Yahoo’s anti-abuse AI is better than humans at spotting online trolls

Trolls are everywhere online — we even have a few of our own. The problem, until now, has been in correctly identifying what constituted abusive language. As it turns out, even humans are pretty terrible at identifying abuse.

Yahoo’s newest algorithm is different. In 90 percent of test cases, it was able to correctly identify an abusive comment — a level of accuracy unmatched by humans, and other state-of-the-art deep learning approaches.

The company used a combination of machine learning and crowdsourced suggestions to build the algorithm after trawling the depths of the comment sections at Yahoo News and Finance — basically everything you’re told not to do online. This algorithm wasn’t looking for any particular keywords, however. Most AI targets specific words thought to be abusive, which often leads to sarcasm being flagged as abuse, or actual abusive comments that go un-flagged — depending on the filtering sensitivity.

Screen Shot 2016-07-29 at 10.07.38 AM

Yahoo’s AI is different. It’s not looking for specific words, but words in combination with others, as well as overall post length, punctuation and other metrics to determine what constitutes abuse. Trained humans also rated the comments, a method used to help train the AI to spot the subtle nuances that it would have missed with a word-specific approach.

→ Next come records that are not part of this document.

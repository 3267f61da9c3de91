//! Health check endpoint handler.
//!
//! This module provides the `/health` endpoint handler that returns
//! scrape statistics and the outcome of the most recent scrape.

use axum::{extract::State, http::StatusCode, response::IntoResponse};
use process_group_exporter::LastScrape;
use tracing::{debug, instrument};

use crate::state::SharedState;

// Time conversion constants
const SECONDS_PER_HOUR: f64 = 3600.0;
const MINUTES_PER_HOUR: f64 = 60.0;
const HOURS_PER_DAY: f64 = 24.0;

/// Footer text for human-readable HTTP endpoints.
pub const FOOTER_TEXT: &str = concat!("process-group-exporter ", env!("CARGO_PKG_VERSION"));

/// Handler for the /health endpoint.
#[instrument(skip(state))]
pub async fn health_handler(State(state): State<SharedState>) -> impl IntoResponse {
    debug!("Processing /health request");
    state.health_stats.record_http_request();

    let (status, message) = match state.health_stats.last_scrape() {
        LastScrape::Never => (StatusCode::OK, "OK - No scrape yet".to_string()),
        LastScrape::Succeeded => (StatusCode::OK, "OK".to_string()),
        LastScrape::Failed(reason) => (
            StatusCode::SERVICE_UNAVAILABLE,
            format!("Last scrape failed: {}", reason),
        ),
    };

    let uptime_seconds = state.health_stats.get_uptime_seconds();
    let uptime_hours = uptime_seconds as f64 / SECONDS_PER_HOUR;
    let uptime_str = if uptime_hours < 1.0 {
        format!("{:.1} minutes", uptime_hours * MINUTES_PER_HOUR)
    } else if uptime_hours < HOURS_PER_DAY {
        format!("{:.1} hours", uptime_hours)
    } else {
        format!("{:.1} days", uptime_hours / HOURS_PER_DAY)
    };

    let table = state.health_stats.render_table();

    debug!("Health check: {} - {}", status, message);
    (
        status,
        [("Content-Type", "text/plain; charset=utf-8")],
        format!("{message}\n\nUptime: {uptime_str}\n\n{table}\n{FOOTER_TEXT}\n"),
    )
}
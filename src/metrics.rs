//! Prometheus metrics definitions for process-group-exporter.
//!
//! Every scrape builds its own `Registry` from a finished `Snapshot`, so
//! overlapping scrapes never share metric state and nothing is registered
//! globally.

use prometheus::{CounterVec, Encoder, Gauge, GaugeVec, Opts, Registry, TextEncoder};

use crate::collector::Snapshot;

/// Buffer capacity for metrics encoding.
const BUFFER_CAP: usize = 64 * 1024;

pub const CPU_USAGE_METRIC: &str = "mac_process_cpu_usage_total";
pub const MEM_USAGE_METRIC: &str = "mac_process_mem_usage";

/// Group-level metrics, labelled by own name and session root.
#[derive(Clone)]
pub struct GroupMetrics {
    pub cpu_usage_total: CounterVec, // labels: name, parent
    pub mem_usage: GaugeVec,         // labels: name, parent
}

impl GroupMetrics {
    pub fn new(registry: &Registry) -> Result<Self, prometheus::Error> {
        let cpu_usage_total = CounterVec::new(
            Opts::new(CPU_USAGE_METRIC, "process cpu usage"),
            &["name", "parent"],
        )?;
        let mem_usage = GaugeVec::new(
            Opts::new(MEM_USAGE_METRIC, "process memory usage"),
            &["name", "parent"],
        )?;

        registry.register(Box::new(cpu_usage_total.clone()))?;
        registry.register(Box::new(mem_usage.clone()))?;

        Ok(Self {
            cpu_usage_total,
            mem_usage,
        })
    }

    pub fn observe(&self, snapshot: &Snapshot) {
        for group in snapshot.groups() {
            let labels = [group.key.name.as_str(), group.key.parent.as_str()];
            self.cpu_usage_total
                .with_label_values(&labels)
                .inc_by(group.totals.cpu_seconds);
            self.mem_usage
                .with_label_values(&labels)
                .set(group.totals.memory_percent);
        }
    }
}

/// Exporter self-metrics describing the collection cycle.
#[derive(Clone)]
pub struct ExporterMetrics {
    pub scrape_duration_seconds: Gauge,
    pub groups: Gauge,
    pub processes: GaugeVec,      // labels: state
    pub process_errors: GaugeVec, // labels: kind
}

impl ExporterMetrics {
    pub fn new(registry: &Registry) -> Result<Self, prometheus::Error> {
        let scrape_duration_seconds = Gauge::new(
            "process_group_exporter_scrape_duration_seconds",
            "Time spent collecting and aggregating processes for this scrape",
        )?;
        let groups = Gauge::new(
            "process_group_exporter_groups",
            "Number of process groups in this scrape",
        )?;
        let processes = GaugeVec::new(
            Opts::new(
                "process_group_exporter_processes",
                "Processes enumerated and aggregated in this scrape",
            ),
            &["state"],
        )?;
        let process_errors = GaugeVec::new(
            Opts::new(
                "process_group_exporter_process_errors",
                "Per-process read failures in this scrape",
            ),
            &["kind"],
        )?;

        registry.register(Box::new(scrape_duration_seconds.clone()))?;
        registry.register(Box::new(groups.clone()))?;
        registry.register(Box::new(processes.clone()))?;
        registry.register(Box::new(process_errors.clone()))?;

        Ok(Self {
            scrape_duration_seconds,
            groups,
            processes,
            process_errors,
        })
    }

    pub fn observe(&self, snapshot: &Snapshot) {
        let stats = snapshot.stats();
        self.scrape_duration_seconds
            .set(snapshot.duration().as_secs_f64());
        self.groups.set(snapshot.groups().len() as f64);
        self.processes
            .with_label_values(&["enumerated"])
            .set(stats.enumerated as f64);
        self.processes
            .with_label_values(&["aggregated"])
            .set(stats.aggregated as f64);

        for (kind, count) in [
            ("name", stats.name_errors),
            ("ancestor", stats.ancestor_errors),
            ("cpu", stats.cpu_errors),
            ("memory", stats.memory_errors),
        ] {
            self.process_errors
                .with_label_values(&[kind])
                .set(count as f64);
        }
    }
}

/// Encodes a snapshot in Prometheus text format.
///
/// `telemetry` adds the `process_group_exporter_*` self-metrics.
pub fn encode_snapshot(snapshot: &Snapshot, telemetry: bool) -> Result<String, prometheus::Error> {
    let registry = Registry::new();

    GroupMetrics::new(&registry)?.observe(snapshot);
    if telemetry {
        ExporterMetrics::new(&registry)?.observe(snapshot);
    }

    let mut buffer = Vec::with_capacity(BUFFER_CAP);
    TextEncoder::new().encode(&registry.gather(), &mut buffer)?;
    String::from_utf8(buffer).map_err(|e| prometheus::Error::Msg(e.to_string()))
}

#[cfg(test)]
mod tests {
    use super::*;
    use crate::collector::SnapshotCollector;
    use crate::process::{TestDataEnumerator, TestProcess};

    fn snapshot() -> Snapshot {
        SnapshotCollector::new(
            TestDataEnumerator::from_processes(vec![
                TestProcess::new(1, "launchd", 0).with_cpu(10.0, 5.0).with_memory(0.5),
                TestProcess::new(100, "Terminal", 1).with_cpu(2.0, 1.0).with_memory(1.25),
            ]),
            "launchd",
        )
        .collect()
        .unwrap()
    }

    #[test]
    fn test_encode_group_metrics() {
        let text = encode_snapshot(&snapshot(), false).unwrap();

        assert!(text.contains("# TYPE mac_process_cpu_usage_total counter"));
        assert!(text.contains("# TYPE mac_process_mem_usage gauge"));
        assert!(text.contains(r#"mac_process_cpu_usage_total{name="Terminal",parent="Terminal"} 3"#));
        assert!(text.contains(r#"mac_process_mem_usage{name="Terminal",parent="Terminal"} 1.25"#));
        assert!(text.contains(r#"mac_process_cpu_usage_total{name="launchd",parent="launchd"} 15"#));
        assert!(!text.contains("process_group_exporter_"));
    }

    #[test]
    fn test_encode_with_telemetry() {
        let text = encode_snapshot(&snapshot(), true).unwrap();

        assert!(text.contains("process_group_exporter_groups 2"));
        assert!(text.contains(r#"process_group_exporter_processes{state="enumerated"} 2"#));
        assert!(text.contains(r#"process_group_exporter_process_errors{kind="memory"} 0"#));
    }
}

As a third step, Yahoo crowdsourced additional ratings from Amazon’s Mechanical Turk from humans that weren’t professional comment moderators. This group was the worst at spotting abuse.

The algorithm sill hasn’t been used outside of Yahoo’s existing dataset, but the company is confident that it’ll be a major step forward in the field of natural language processing. It’s already off to a good start, but the only real test is to let it loose outside of the original dataset.